Vorschlag-Hammer:Sprach-Grenzen

Lernt Arabisch! So konnte man einen Beitrag von Albert Ostermaier bei der Eröffnung des Literaturfestes interpretieren. Nicht nur die Flüchtlinge müssten sich hierzulande integrieren

Von Antje Weber

Lernt Arabisch! So konnte man einen Beitrag von Albert Ostermaier bei der Literaturfest-Eröffnung interpretieren. Nicht nur die Flüchtlinge müssten sich hierzulande integrieren, sagte er sinngemäß, sondern wir müssten umgekehrt auch mehr Interesse für deren Kulturen zeigen. Tatsächlich hätte man an diesem Abend gerne die arabische Sprache beherrscht und damit noch besser verstanden, was der syrische Lyriker Adonis so alles sagte. Dies soll keine Kritik am vermutlich ausgezeichneten Simultandolmetscher sein. Doch hat Adonis wirklich so gar nicht auf die letzte Frage geantwortet, wie es den Anschein hatte? Hatte er sie nicht verstanden oder nicht verstehen wollen, um statt dessen - Problem aller Podien - einfach loszuwerden, was er an Statements loswerden wollte?

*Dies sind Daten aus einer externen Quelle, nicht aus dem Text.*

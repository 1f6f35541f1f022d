//! SVG rendering of a mesh.
//!
//! Every element is drawn as a black outline: an open polyline for
//! two-vertex elements, a closed polygon otherwise. Elements selected with
//! [`SvgRenderer::highlight`] are overdrawn with one arrow per edge in
//! traversal direction, coloured by element position. With
//! [`DrawOptions::annotate`] the vertices are marked and numbered and a
//! legend lists each highlighted edge as `position: (from, to)`.
//!
//! The view is square, centred on the mesh, with half-extent equal to the
//! larger side of the bounding box.

use std::io::Write;

use crate::geometry::bounds::BoundingBox;
use crate::io::MeshWriter;
use crate::mesh_error::MeshError;
use crate::topology::mesh::Mesh;

const TITLE_HEIGHT: f64 = 28.0;
const LEGEND_WIDTH: f64 = 150.0;
const LEGEND_LINE: f64 = 16.0;
const OUTLINE_WIDTH: f64 = 1.0;
const ARROW_WIDTH: f64 = 3.0;
const ARROW_HEAD: f64 = 10.0;
const VERTEX_RADIUS: f64 = 3.0;

/// Named colour schemes for highlighted elements.
#[derive(Clone, Copy, Debug, Default, PartialEq, Eq)]
pub enum Colormap {
    #[default]
    Cividis,
    Viridis,
    Plasma,
    Gray,
}

impl Colormap {
    /// Look up a scheme by its usual name.
    pub fn from_name(name: &str) -> Result<Self, MeshError> {
        match name.to_ascii_lowercase().as_str() {
            "cividis" => Ok(Colormap::Cividis),
            "viridis" => Ok(Colormap::Viridis),
            "plasma" => Ok(Colormap::Plasma),
            "gray" | "grey" => Ok(Colormap::Gray),
            _ => Err(MeshError::UnknownColormap(name.to_string())),
        }
    }

    fn stops(self) -> &'static [[u8; 3]] {
        match self {
            Colormap::Cividis => &[
                [0x00, 0x20, 0x4d],
                [0x41, 0x4d, 0x6b],
                [0x7c, 0x7b, 0x78],
                [0xbc, 0xaf, 0x6f],
                [0xff, 0xea, 0x46],
            ],
            Colormap::Viridis => &[
                [0x44, 0x01, 0x54],
                [0x3b, 0x52, 0x8b],
                [0x21, 0x91, 0x8c],
                [0x5e, 0xc9, 0x62],
                [0xfd, 0xe7, 0x25],
            ],
            Colormap::Plasma => &[
                [0x0d, 0x08, 0x87],
                [0x7e, 0x03, 0xa8],
                [0xcc, 0x47, 0x78],
                [0xf8, 0x95, 0x40],
                [0xf0, 0xf9, 0x21],
            ],
            Colormap::Gray => &[[0x00, 0x00, 0x00], [0xff, 0xff, 0xff]],
        }
    }

    /// Colour at `t` in `[0, 1]` (clamped), linearly interpolated between stops.
    pub fn rgb(self, t: f64) -> [u8; 3] {
        let stops = self.stops();
        let t = if t.is_finite() { t.clamp(0.0, 1.0) } else { 0.0 };
        let scaled = t * (stops.len() - 1) as f64;
        let lo = (scaled.floor() as usize).min(stops.len() - 2);
        let frac = scaled - lo as f64;
        let mut out = [0u8; 3];
        for (c, slot) in out.iter_mut().enumerate() {
            let a = f64::from(stops[lo][c]);
            let b = f64::from(stops[lo + 1][c]);
            *slot = (a + (b - a) * frac).round() as u8;
        }
        out
    }

    /// Colour for element `position` among `count` elements, as `#rrggbb`.
    pub fn hex_for(self, position: usize, count: usize) -> String {
        let t = if count > 1 {
            position as f64 / (count - 1) as f64
        } else {
            0.0
        };
        let [r, g, b] = self.rgb(t);
        format!("#{r:02x}{g:02x}{b:02x}")
    }
}

/// Display options for [`SvgRenderer`].
#[derive(Clone, Debug, PartialEq)]
pub struct DrawOptions {
    pub colormap: Colormap,
    pub title: String,
    /// Mark and number vertices, and list highlighted edges in a legend.
    pub annotate: bool,
    /// Side length of the square plot area in pixels.
    pub size_px: f64,
}

impl Default for DrawOptions {
    fn default() -> Self {
        Self {
            colormap: Colormap::default(),
            title: String::new(),
            annotate: false,
            size_px: 480.0,
        }
    }
}

/// Renders a mesh, optionally highlighting an element set, as SVG.
#[derive(Clone, Debug, Default)]
pub struct SvgRenderer {
    options: DrawOptions,
    highlight: Vec<usize>,
}

impl SvgRenderer {
    pub fn new(options: DrawOptions) -> Self {
        Self {
            options,
            highlight: Vec::new(),
        }
    }

    /// Highlight the elements at `positions` (typically an element set).
    pub fn highlight(mut self, positions: &[usize]) -> Self {
        self.highlight = positions.to_vec();
        self
    }

    /// Render into a string.
    pub fn render(&self, mesh: &Mesh) -> Result<String, MeshError> {
        let mut buf = Vec::new();
        self.write(&mut buf, mesh)?;
        String::from_utf8(buf).map_err(|e| MeshError::Io(e.to_string()))
    }
}

/// Maps mesh coordinates into the SVG plot area.
struct Frame {
    view: BoundingBox,
    scale: f64,
    top: f64,
}

impl Frame {
    fn project(&self, p: [f64; 2]) -> [f64; 2] {
        [
            (p[0] - self.view.min[0]) * self.scale,
            self.top + (self.view.max[1] - p[1]) * self.scale,
        ]
    }
}

fn escape(text: &str) -> String {
    let mut out = String::with_capacity(text.len());
    for ch in text.chars() {
        match ch {
            '&' => out.push_str("&amp;"),
            '<' => out.push_str("&lt;"),
            '>' => out.push_str("&gt;"),
            '"' => out.push_str("&quot;"),
            _ => out.push(ch),
        }
    }
    out
}

fn points_attr(points: &[[f64; 2]]) -> String {
    points
        .iter()
        .map(|[x, y]| format!("{x:.2},{y:.2}"))
        .collect::<Vec<_>>()
        .join(" ")
}

/// Consecutive vertex pairs of an element; closed unless it has two vertices.
fn element_edges(element: &[usize]) -> Vec<(usize, usize)> {
    let n = element.len();
    let edges = if n == 2 { 1 } else { n };
    (0..edges)
        .map(|j| (element[j], element[(j + 1) % n]))
        .collect()
}

fn write_arrow<W: Write>(
    writer: &mut W,
    from: [f64; 2],
    to: [f64; 2],
    color: &str,
) -> Result<(), MeshError> {
    let (dx, dy) = (to[0] - from[0], to[1] - from[1]);
    let len = (dx * dx + dy * dy).sqrt();
    if len == 0.0 {
        return Ok(());
    }
    let head = ARROW_HEAD.min(0.4 * len);
    let (ux, uy) = (dx / len, dy / len);
    let base = [to[0] - ux * head, to[1] - uy * head];
    let half = 0.5 * head;
    let wing_a = [base[0] - uy * half, base[1] + ux * half];
    let wing_b = [base[0] + uy * half, base[1] - ux * half];
    writeln!(
        writer,
        r#"<line x1="{:.2}" y1="{:.2}" x2="{:.2}" y2="{:.2}" stroke="{color}" stroke-width="{ARROW_WIDTH}"/>"#,
        from[0], from[1], base[0], base[1]
    )?;
    writeln!(
        writer,
        r#"<polygon points="{}" fill="{color}"/>"#,
        points_attr(&[to, wing_a, wing_b])
    )?;
    Ok(())
}

impl MeshWriter for SvgRenderer {
    fn write<W: Write>(&self, mut writer: W, mesh: &Mesh) -> Result<(), MeshError> {
        let options = &self.options;
        let size = options.size_px;
        let top = if options.title.is_empty() {
            0.0
        } else {
            TITLE_HEIGHT
        };

        let view = mesh
            .bounding_box()
            .unwrap_or(BoundingBox {
                min: [0.0, 0.0],
                max: [0.0, 0.0],
            })
            .square_viewport();
        let frame = Frame {
            view,
            scale: size / view.width(),
            top,
        };

        let mut selected = vec![false; mesh.nelements()];
        for &pos in &self.highlight {
            match selected.get_mut(pos) {
                Some(flag) => *flag = true,
                None => log::warn!(
                    "svg: highlighted element {pos} outside 0..{}",
                    mesh.nelements()
                ),
            }
        }
        let show_legend = options.annotate && selected.iter().any(|&s| s);
        let width = if show_legend { size + LEGEND_WIDTH } else { size };
        let height = size + top;

        writeln!(
            writer,
            r#"<svg xmlns="http://www.w3.org/2000/svg" width="{width}" height="{height}" viewBox="0 0 {width} {height}">"#
        )?;
        writeln!(
            writer,
            r#"<rect width="{width}" height="{height}" fill="white"/>"#
        )?;
        if !options.title.is_empty() {
            writeln!(
                writer,
                r#"<text x="{:.2}" y="{:.2}" text-anchor="middle" font-size="16">{}</text>"#,
                0.5 * size,
                0.7 * TITLE_HEIGHT,
                escape(&options.title)
            )?;
        }

        writeln!(writer, r#"<g id="elements" fill="none" stroke="black" stroke-width="{OUTLINE_WIDTH}">"#)?;
        for element in mesh.elements() {
            let points: Vec<[f64; 2]> = element
                .iter()
                .map(|&v| frame.project(mesh.vertices()[v]))
                .collect();
            let tag = if element.len() == 2 { "polyline" } else { "polygon" };
            writeln!(writer, r#"<{tag} points="{}"/>"#, points_attr(&points))?;
        }
        writeln!(writer, "</g>")?;

        let mut legend = Vec::new();
        writeln!(writer, r#"<g id="highlight">"#)?;
        for (pos, element) in mesh.elements().iter().enumerate() {
            if !selected[pos] {
                continue;
            }
            let color = options.colormap.hex_for(pos, mesh.nelements());
            for (a, b) in element_edges(element) {
                let from = frame.project(mesh.vertices()[a]);
                let to = frame.project(mesh.vertices()[b]);
                write_arrow(&mut writer, from, to, &color)?;
                legend.push((format!("{pos:2}: ({a}, {b})"), color.clone()));
            }
        }
        writeln!(writer, "</g>")?;

        if options.annotate {
            writeln!(writer, r#"<g id="vertices" font-size="11">"#)?;
            for (idx, &v) in mesh.vertices().iter().enumerate() {
                let [x, y] = frame.project(v);
                writeln!(
                    writer,
                    r#"<circle cx="{x:.2}" cy="{y:.2}" r="{VERTEX_RADIUS}" fill="black"/>"#
                )?;
                writeln!(
                    writer,
                    r#"<text x="{:.2}" y="{:.2}">{idx}</text>"#,
                    x + VERTEX_RADIUS + 1.0,
                    y - VERTEX_RADIUS - 1.0
                )?;
            }
            writeln!(writer, "</g>")?;
        }

        if show_legend {
            writeln!(writer, r#"<g id="legend" font-size="12" font-family="monospace">"#)?;
            for (line, (label, color)) in legend.iter().enumerate() {
                let y = top + LEGEND_LINE * (line + 1) as f64;
                writeln!(
                    writer,
                    r#"<text x="{:.2}" y="{y:.2}" fill="{color}" xml:space="preserve">{}</text>"#,
                    size + 10.0,
                    escape(label)
                )?;
            }
            writeln!(writer, "</g>")?;
        }

        writeln!(writer, "</svg>")?;
        writer.flush()?;
        Ok(())
    }
}

#[cfg(test)]
mod tests {
    use super::*;

    fn triangle_and_segment() -> Mesh {
        Mesh::new(
            vec![[0.0, 0.0], [1.0, 0.0], [0.0, 1.0], [2.0, 2.0]],
            vec![vec![0, 1, 2], vec![2, 3]],
        )
        .unwrap()
    }

    #[test]
    fn colormap_lookup() {
        assert_eq!(Colormap::from_name("Viridis"), Ok(Colormap::Viridis));
        assert_eq!(Colormap::from_name("grey"), Ok(Colormap::Gray));
        assert_eq!(
            Colormap::from_name("jet"),
            Err(MeshError::UnknownColormap("jet".into()))
        );
    }

    #[test]
    fn colormap_endpoints() {
        assert_eq!(Colormap::Gray.rgb(0.0), [0, 0, 0]);
        assert_eq!(Colormap::Gray.rgb(1.0), [255, 255, 255]);
        assert_eq!(Colormap::Gray.rgb(2.0), [255, 255, 255]);
        assert_eq!(Colormap::Cividis.hex_for(0, 12), "#00204d");
        assert_eq!(Colormap::Cividis.hex_for(11, 12), "#ffea46");
        assert_eq!(Colormap::Viridis.hex_for(0, 1), "#440154");
    }

    #[test]
    fn outlines_every_element() {
        let svg = SvgRenderer::default().render(&triangle_and_segment()).unwrap();
        assert!(svg.starts_with("<svg"));
        assert!(svg.trim_end().ends_with("</svg>"));
        assert_eq!(svg.matches("<polygon points").count(), 1);
        assert_eq!(svg.matches("<polyline points").count(), 1);
        assert!(!svg.contains("<circle"));
    }

    #[test]
    fn highlight_draws_one_arrow_per_edge() {
        let options = DrawOptions {
            annotate: true,
            title: "a < b".into(),
            ..Default::default()
        };
        let svg = SvgRenderer::new(options)
            .highlight(&[0, 7])
            .render(&triangle_and_segment())
            .unwrap();
        assert_eq!(svg.matches("<line ").count(), 3);
        assert_eq!(svg.matches("<circle").count(), 4);
        assert!(svg.contains(" 0: (2, 0)"));
        assert!(svg.contains("a &lt; b"));
        assert!(svg.contains(r#"width="630""#));
    }
}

Es ist schwer, einander zu verstehen, über die Grenzen unserer Sprachen hinweg. "Die Grenzen meiner Sprache bedeuten die Grenzen meiner Welt", das wusste schon der Philosoph Ludwig Wittgenstein. Wer in Erstaufnahmelagern mit Flüchtlingen zu tun hat, weiß, wie mühsam es ist, sich manchmal nur mit Händen und Füßen verständigen zu können - und da geht es noch gar nicht um die wichtigen Nuancen, nach denen wir Menschen und ihre Meinungen ja erst richtig beurteilen können. Nicht jeder, ob Deutscher oder Syrer, beherrscht auch allein schon das Englische so gut wie zum Beispiel Denis Scheck, der beim Literaturfest-Abend mit Salman Rushdie nicht nur moderierte, sondern selbst übersetzte - und es auch noch schaffte, diese Leistung leicht und selbstverständlich aussehen zu lassen. Wer auch nur ein wenig Spanisch konnte, war dagegen beim Abend mit Martín Carparrós fein heraus. Da die Übersetzungsanlage im Instituto Cervantes ausfiel, musste die Simultandolmetscherin Patricia Viegas-Louro ihre Kabine verlassen, sich neben den Argentinier auf die Bühne setzen und konsekutiv übersetzen - mit dem Vorteil, dass Sprachenlernende erst das Original, danach die versierte Übertragung genießen konnten; und dem Nachteil, dass bei dieser zeitraubenden Variante das Tempo eines Gesprächs natürlich stark gedrosselt wird.

Beim diesmal besonders international besetzten Literaturfest wird es noch etliche weitere Versuche geben, Brücken in die unterschiedlichsten Sprachen und Kulturkreise zu bauen. Mit zum Beispiel einem Abend über afrikanische Perspektiven (Donnerstag, 26. November, 21 Uhr, Import Export), bei dem aus dem Französischen übersetzt wird. Zu Gast sind die Schriftstellerinnen Léonora Miano aus Kamerun und Scholastique Mukasonga aus Ruanda, die beide inzwischen in Frankreich leben, sowie der in München lebende Aktivist Hamado Dipama, der aus Burkina Faso stammt. Für den Abend mit der israelischen Bestsellerautorin Zeruya Shalev und ihrer in Beirut lebenden Kollegin Dima Wannous (Freitag, 27. November, 19 Uhr, Marstall) wiederum sind die Sprachen Englisch, Arabisch und Deutsch angekündigt. Da wäre es, um der Nuancen willen, natürlich wieder fein, ein bisschen Arabisch zu können. Doch wir werden es zur Not auch ohne schaffen - Inschallah.